◆ Task inputs ◆
************
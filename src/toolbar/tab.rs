use super::popup::Popup;
use super::{OpenTabSlot, Toolbar};
use crate::editor::EditorContext;
use crate::geometry::Shape;
use crate::ui::{
    Alignment, ColorRect, ElementId, ElementTree, InputUpdateArgs, Label, MouseEvent, MouseEventKind,
    SizeConstraints, Style, Widget,
};
use egui::Color32;
use smallvec::SmallVec;
use winit::event::MouseButton;

#[derive(Debug, Clone, Copy, PartialEq, Eq)]
pub enum PopupCommand {
    None,
    Show,
    Hide,
}

/// Shown/hidden state of a tab's popup plus the one-tick hide arm.
///
/// A pointer found outside the hover region arms the hide, and the next input update hides the
/// popup wherever the pointer is by then.
#[derive(Debug, Clone, Copy, PartialEq, Eq, Default)]
pub struct PopupVisibility {
    shown: bool,
    hide_armed: bool,
}

impl PopupVisibility {
    pub fn is_shown(&self) -> bool {
        self.shown
    }

    pub fn is_hide_armed(&self) -> bool {
        self.hide_armed
    }

    pub fn on_press(&self, button: MouseButton) -> PopupCommand {
        if button == MouseButton::Left {
            PopupCommand::Show
        } else {
            PopupCommand::None
        }
    }

    /// Sliding onto a tab while a sibling's popup is open moves the popup over.
    pub fn on_mouse_entry(&self, open: Option<ElementId>, this: ElementId) -> PopupCommand {
        match open {
            Some(open) if open != this => PopupCommand::Show,
            _ => PopupCommand::None,
        }
    }

    pub fn on_input_update(&mut self, hovered: bool) -> PopupCommand {
        if !self.shown {
            return PopupCommand::None;
        }
        match (self.hide_armed, hovered) {
            (true, _) => PopupCommand::Hide,
            (false, false) => {
                self.hide_armed = true;
                PopupCommand::None
            }
            (false, true) => PopupCommand::None,
        }
    }

    pub fn mark_shown(&mut self) {
        self.shown = true;
        self.hide_armed = false;
    }

    pub fn mark_hidden(&mut self) {
        self.shown = false;
        self.hide_armed = false;
    }
}

/// Toolbar button that opens a popup of options.
pub struct Tab {
    label: String,
    slot: OpenTabSlot,
    visibility: PopupVisibility,
    popup: ElementId,
    background: ElementId,
    text: ElementId,
    held: SmallVec<[MouseButton; 4]>,
    hover_tolerance_px: f32,
}

impl Tab {
    /// Adds a tab to `toolbar`; `setup_options` fills the popup, usually through
    /// [`Popup::add_option`]. Returns `None` when `toolbar` is not a toolbar.
    pub fn spawn(
        tree: &mut ElementTree,
        toolbar: ElementId,
        label: &str,
        ctx: &EditorContext,
        setup_options: impl FnOnce(&mut ElementTree, ElementId),
    ) -> Option<ElementId> {
        let slot = tree.widget::<Toolbar>(toolbar)?.open_slot().clone();
        let metrics = ctx.text_metrics();
        let id = tree.spawn(toolbar, "tab", Shape::new(0.5, 0.5, 0.5, 0.5));
        let popup = Popup::spawn(tree, id, metrics);
        let background = tree.spawn_widget(id, "tab_background", Shape::IDENTITY, ColorRect::new(Style::FOREGROUND_WEAK));
        let text = tree.spawn_widget(
            id,
            "tab_text",
            Shape::new(0.5, 0.5, 0.5, 0.5),
            Label::new(label)
                .with_color(Style::TINT)
                .with_alignment(Alignment::Middle, Alignment::Middle)
                .with_metrics(metrics),
        );
        tree.set_widget(
            id,
            Tab {
                label: label.to_string(),
                slot,
                visibility: PopupVisibility::default(),
                popup,
                background,
                text,
                held: SmallVec::new(),
                hover_tolerance_px: ctx.config().toolbar.hover_tolerance_px,
            },
        );
        setup_options(tree, popup);
        tree.with_widget::<Toolbar, _>(toolbar, |bar, tree| bar.register_tab(tree, id));
        Some(id)
    }

    pub fn label(&self) -> &str {
        &self.label
    }

    pub fn popup(&self) -> ElementId {
        self.popup
    }

    pub fn background_element(&self) -> ElementId {
        self.background
    }

    pub fn text_element(&self) -> ElementId {
        self.text
    }

    pub fn visibility(&self) -> PopupVisibility {
        self.visibility
    }

    pub fn is_shown(&self) -> bool {
        self.visibility.is_shown()
    }

    pub fn show_options(&mut self, tree: &mut ElementTree, id: ElementId) {
        if let Some(open) = self.slot.get().filter(|open| *open != id) {
            tree.with_widget::<Tab, _>(open, |other, tree| other.hide_options(tree, open));
        }
        let anchor = tree.last_global_shape(id).map_or(glam::Vec2::ZERO, |shape| shape.min);
        let popup = self.popup;
        tree.with_widget::<Popup, _>(popup, |widget, tree| widget.show(tree, popup, anchor));
        self.slot.set(id);
        self.visibility.mark_shown();
    }

    pub fn hide_options(&mut self, tree: &mut ElementTree, id: ElementId) {
        self.slot.clear_if(id);
        let popup = self.popup;
        tree.with_widget::<Popup, _>(popup, |widget, tree| widget.hide(tree, popup));
        self.visibility.mark_hidden();
    }

    fn hovered(&self, tree: &ElementTree, id: ElementId, args: &InputUpdateArgs) -> bool {
        let pointer = args.mouse_position();
        let over_popup = tree.widget::<Popup>(self.popup).is_some_and(|popup| popup.hovered(tree, self.popup, pointer));
        if over_popup {
            return true;
        }
        let Some(shape) = tree.last_global_shape(id) else {
            return false;
        };
        if shape.contains_inclusive(pointer) {
            return true;
        }
        let diagonal = args.screen_size.length();
        diagonal > 0.0 && shape.distance_to_nearest_edge(pointer) * diagonal < self.hover_tolerance_px
    }

    fn set_look(&self, tree: &mut ElementTree, background: Color32, text: Color32) {
        if let Some(rect) = tree.widget_mut::<ColorRect>(self.background) {
            rect.color = background;
        }
        if let Some(label) = tree.widget_mut::<Label>(self.text) {
            label.color = text;
        }
    }

    fn apply(&mut self, tree: &mut ElementTree, id: ElementId, command: PopupCommand) {
        match command {
            PopupCommand::Show => self.show_options(tree, id),
            PopupCommand::Hide => self.hide_options(tree, id),
            PopupCommand::None => {}
        }
    }
}

impl Widget for Tab {
    fn size_constraints(&self, tree: &ElementTree, _id: ElementId) -> Option<SizeConstraints> {
        let mut constraints = tree.last_size_constraints(self.text)?;
        constraints.grow_x = Alignment::Max;
        Some(constraints)
    }

    fn input_update(&mut self, tree: &mut ElementTree, id: ElementId, args: &InputUpdateArgs) {
        if !self.visibility.is_shown() {
            return;
        }
        let hovered = self.hovered(tree, id, args);
        let command = self.visibility.on_input_update(hovered);
        self.apply(tree, id, command);
    }

    fn handle_mouse_event(&mut self, tree: &mut ElementTree, id: ElementId, event: &MouseEvent) {
        match event.kind {
            MouseEventKind::Pressed(button) => {
                if !self.held.contains(&button) {
                    self.held.push(button);
                }
                self.set_look(tree, Style::TINT, Style::FOREGROUND_STRONG);
                let command = self.visibility.on_press(button);
                self.apply(tree, id, command);
            }
            MouseEventKind::Released(button) => {
                let was_held = !self.held.is_empty();
                self.held.retain(|held| *held != button);
                if was_held && self.held.is_empty() {
                    self.set_look(tree, Style::FOREGROUND_STRONG, Style::TINT);
                }
            }
            MouseEventKind::Entered => {
                self.set_look(tree, Style::FOREGROUND_STRONG, Style::TINT);
                let command = self.visibility.on_mouse_entry(self.slot.get(), id);
                self.apply(tree, id, command);
            }
            MouseEventKind::Exited => self.set_look(tree, Style::FOREGROUND_WEAK, Style::TINT),
            MouseEventKind::Moved => {}
        }
    }

    fn on_enable(&mut self, tree: &mut ElementTree, _id: ElementId) {
        self.set_look(tree, Style::FOREGROUND_WEAK, Style::TINT);
    }

    fn on_disable(&mut self, tree: &mut ElementTree, _id: ElementId) {
        self.held.clear();
        self.set_look(tree, Style::BACKGROUND_WEAK, Style::FOREGROUND_STRONG);
    }

    fn on_destroyed(&mut self, _tree: &mut ElementTree, id: ElementId) {
        self.slot.clear_if(id);
    }

    fn describe(&self) -> Option<String> {
        let state = if self.visibility.is_shown() { "open" } else { "closed" };
        Some(format!("{:?} {state}", self.label))
    }
}
use crate::geometry::Shape;
use anyhow::{Context, Result};
use serde::Deserialize;
use std::fs;
use std::path::Path;

#[derive(Debug, Clone, Deserialize)]
pub struct MarqueeConfig {
    #[serde(default = "MarqueeConfig::default_dwell_seconds")]
    pub dwell_seconds: f32,
    /// Negative values sweep overflowed text so its tail comes into view first.
    #[serde(default = "MarqueeConfig::default_speed_factor")]
    pub speed_factor: f32,
}

#[derive(Debug, Clone, Deserialize)]
pub struct ToolbarConfig {
    /// Screen-space tolerance around a tab that still counts as hovering it.
    #[serde(default = "ToolbarConfig::default_hover_tolerance_px")]
    pub hover_tolerance_px: f32,
}

#[derive(Debug, Clone, Deserialize)]
pub struct InspectorConfig {
    #[serde(default = "InspectorConfig::default_window_shape")]
    pub window_shape: [f32; 4],
    #[serde(default = "InspectorConfig::default_min_list_height")]
    pub min_list_height: i32,
}

#[derive(Debug, Clone, Deserialize)]
pub struct TextConfig {
    #[serde(default = "TextConfig::default_glyph_advance_px")]
    pub glyph_advance_px: f32,
    #[serde(default = "TextConfig::default_line_height_px")]
    pub line_height_px: f32,
}

#[derive(Debug, Clone, Deserialize)]
pub struct ScreenConfig {
    pub width: u32,
    pub height: u32,
}

#[derive(Debug, Clone, Deserialize, Default)]
pub struct EditorUiConfig {
    #[serde(default)]
    pub marquee: MarqueeConfig,
    #[serde(default)]
    pub toolbar: ToolbarConfig,
    #[serde(default)]
    pub inspector: InspectorConfig,
    #[serde(default)]
    pub text: TextConfig,
    #[serde(default)]
    pub screen: ScreenConfig,
}

#[derive(Debug, Clone, Default)]
pub struct EditorUiConfigOverrides {
    pub width: Option<u32>,
    pub height: Option<u32>,
}

impl MarqueeConfig {
    const fn default_dwell_seconds() -> f32 {
        1.0
    }

    const fn default_speed_factor() -> f32 {
        -0.07
    }
}

impl Default for MarqueeConfig {
    fn default() -> Self {
        Self { dwell_seconds: Self::default_dwell_seconds(), speed_factor: Self::default_speed_factor() }
    }
}

impl ToolbarConfig {
    const fn default_hover_tolerance_px() -> f32 {
        10.0
    }
}

impl Default for ToolbarConfig {
    fn default() -> Self {
        Self { hover_tolerance_px: Self::default_hover_tolerance_px() }
    }
}

impl InspectorConfig {
    const fn default_window_shape() -> [f32; 4] {
        [0.4, 0.3, 0.6, 0.7]
    }

    const fn default_min_list_height() -> i32 {
        16
    }

    pub fn window_shape(&self) -> Shape {
        let [min_x, min_y, max_x, max_y] = self.window_shape;
        Shape::new(min_x, min_y, max_x, max_y)
    }
}

impl Default for InspectorConfig {
    fn default() -> Self {
        Self { window_shape: Self::default_window_shape(), min_list_height: Self::default_min_list_height() }
    }
}

impl TextConfig {
    const fn default_glyph_advance_px() -> f32 {
        8.0
    }

    const fn default_line_height_px() -> f32 {
        16.0
    }
}

impl Default for TextConfig {
    fn default() -> Self {
        Self {
            glyph_advance_px: Self::default_glyph_advance_px(),
            line_height_px: Self::default_line_height_px(),
        }
    }
}

impl Default for ScreenConfig {
    fn default() -> Self {
        Self { width: 1280, height: 720 }
    }
}

impl EditorUiConfig {
    pub fn load(path: impl AsRef<Path>) -> Result<Self> {
        let path = path.as_ref();
        let bytes =
            fs::read(path).with_context(|| format!("Failed to read config file {}", path.display()))?;
        let cfg = serde_json::from_slice(&bytes)
            .with_context(|| format!("Failed to parse config file {}", path.display()))?;
        Ok(cfg)
    }

    pub fn load_or_default(path: impl AsRef<Path>) -> Self {
        match Self::load(path) {
            Ok(cfg) => cfg,
            Err(err) => {
                tracing::warn!("Config load error: {err:?}. Falling back to defaults.");
                Self::default()
            }
        }
    }

    pub fn apply_overrides(&mut self, overrides: &EditorUiConfigOverrides) {
        if let Some(width) = overrides.width {
            self.screen.width = width;
        }
        if let Some(height) = overrides.height {
            self.screen.height = height;
        }
    }
}

impl EditorUiConfigOverrides {
    pub fn is_empty(&self) -> bool {
        self.width.is_none() && self.height.is_none()
    }
}
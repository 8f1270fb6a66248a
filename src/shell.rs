use crate::config::EditorUiConfig;
use crate::editor::EditorContext;
use crate::input::{Input, InputEvent};
use crate::time::FrameClock;
use crate::ui::{ElementTree, FrameUpdateArgs};
use glam::Vec2;
use std::time::Duration;
use winit::event::WindowEvent;

/// Drives an element tree from window events and frame ticks.
///
/// Every window event is routed first as mouse events, then as one input update. Every frame lays
/// the tree out before the frame update, so widgets always read last-frame shapes.
pub struct EditorUi {
    tree: ElementTree,
    input: Input,
    clock: FrameClock,
    context: EditorContext,
}

impl EditorUi {
    pub fn new(config: EditorUiConfig) -> Self {
        Self::with_context(EditorContext::new(config))
    }

    pub fn with_context(context: EditorContext) -> Self {
        let screen = &context.config().screen;
        let screen_size = Vec2::new(screen.width as f32, screen.height as f32);
        Self { tree: ElementTree::new(screen_size), input: Input::new(screen_size), clock: FrameClock::new(), context }
    }

    pub fn tree(&self) -> &ElementTree {
        &self.tree
    }

    pub fn tree_mut(&mut self) -> &mut ElementTree {
        &mut self.tree
    }

    pub fn context(&self) -> &EditorContext {
        &self.context
    }

    pub fn input(&self) -> &Input {
        &self.input
    }

    pub fn clock(&self) -> &FrameClock {
        &self.clock
    }

    /// Both the tree and the context, for spawning widgets.
    pub fn parts_mut(&mut self) -> (&mut ElementTree, &EditorContext) {
        (&mut self.tree, &self.context)
    }

    pub fn handle_window_event(&mut self, event: &WindowEvent) {
        self.push_input(InputEvent::from_window_event(event));
    }

    pub fn push_input(&mut self, event: InputEvent) {
        if matches!(event, InputEvent::Other) {
            return;
        }
        self.input.push(event);
        self.tree.set_screen_size(self.input.screen_size());
        for (kind, position) in self.input.drain_mouse_events() {
            self.tree.route_mouse_event(kind, position);
        }
        let args = self.input.input_update_args();
        self.tree.dispatch_input_update(&args);
    }

    /// Frame with a measured delta.
    pub fn frame(&mut self) {
        self.clock.tick();
        self.run_frame();
    }

    /// Frame with an injected delta, for tests and headless runs.
    pub fn frame_with_delta(&mut self, delta: Duration) {
        self.clock.advance(delta);
        self.run_frame();
    }

    fn run_frame(&mut self) {
        self.tree.layout();
        let args = FrameUpdateArgs { delta_time: self.clock.delta_seconds() };
        self.tree.dispatch_frame_update(&args);
    }
}
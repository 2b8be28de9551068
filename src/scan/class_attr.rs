//! Recognizer for aliases inside `class` attribute values.
//!
//! Inside tags, the value of an attribute named exactly `class` is taken
//! from the markup lexer, so quoted values of other attributes and comments
//! are never scanned. Plain text outside any tag may still hold a bare
//! `class="..."` fragment (a template snippet without its element); those
//! are found with a regex over that text only.
//!
//! Each whitespace-separated entry of a value is checked on its own:
//! `class="p-2 *btn *card"` yields two aliases. An entry made of several
//! aliases glued together (`*btn*card`) yields one token per alias, with
//! abutting spans; the expansion engine refuses to guess how those should be
//! merged.

use std::collections::VecDeque;

use once_cell::sync::Lazy;
use regex::Regex;

use super::markup::Attribute;
use super::token::{is_identifier, AliasToken, TokenKind};

/// Attribute whose value is scanned for embedded aliases.
const CLASS_ATTRIBUTE: &str = "class";

/// A quoted `class` attribute in plain text. The leading boundary keeps
/// `data-class` and `:class` out.
static CLASS_VALUE: Lazy<Regex> = Lazy::new(|| {
    Regex::new(r#"(?:^|\s)class\s*=\s*(?:"([^"]*)"|'([^']*)')"#)
        .expect("class attribute pattern is valid")
});

/// Iterates over the whitespace-separated entries of `value` with their
/// byte offsets.
fn entries(value: &str) -> impl Iterator<Item = (usize, &str)> {
    let mut rest = value;
    let mut offset = 0;
    std::iter::from_fn(move || {
        let trimmed = rest.trim_start();
        offset += rest.len() - trimmed.len();
        if trimmed.is_empty() {
            return None;
        }
        let len = trimmed.find(char::is_whitespace).unwrap_or(trimmed.len());
        let entry = (offset, &trimmed[..len]);
        rest = &trimmed[len..];
        offset += len;
        Some(entry)
    })
}

/// Appends the alias tokens of one `class` value starting at byte `start`.
fn recognize_value(value: &str, start: usize, prefix: &str, out: &mut VecDeque<AliasToken>) {
    for (offset, entry) in entries(value) {
        let Some(body) = entry.strip_prefix(prefix) else {
            continue;
        };

        let identifiers: Vec<&str> = body.split(prefix).collect();
        if !identifiers.iter().all(|id| is_identifier(id)) {
            continue;
        }

        let mut pos = start + offset;
        for identifier in identifiers {
            let token = AliasToken::new(prefix, identifier, pos, TokenKind::ClassAttributeValue);
            pos = token.end;
            out.push_back(token);
        }
    }
}

/// Appends the aliases of a tag attribute, if it is a quoted `class`.
pub(crate) fn recognize_attribute(
    attr: &Attribute<'_>,
    prefix: &str,
    out: &mut VecDeque<AliasToken>,
) {
    if attr.name != CLASS_ATTRIBUTE {
        return;
    }
    if let Some(value) = attr.value.as_ref().filter(|v| v.quoted) {
        recognize_value(value.text, value.range.start, prefix, out);
    }
}

/// Appends the aliases of `class="..."` fragments in plain text starting at
/// byte `start`.
pub(crate) fn recognize_text(
    text: &str,
    start: usize,
    prefix: &str,
    out: &mut VecDeque<AliasToken>,
) {
    for caps in CLASS_VALUE.captures_iter(text) {
        if let Some(value) = caps.get(1).or_else(|| caps.get(2)) {
            recognize_value(value.as_str(), start + value.start(), prefix, out);
        }
    }
}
************
◆ What this task involves ◆
Report every line in the data above in which the word "InputEvent" appears.

◆ Exercise solution ◆
use crate::input::{Input, InputEvent};
        self.push_input(InputEvent::from_window_event(event));
    pub fn push_input(&mut self, event: InputEvent) {
        if matches!(event, InputEvent::Other) {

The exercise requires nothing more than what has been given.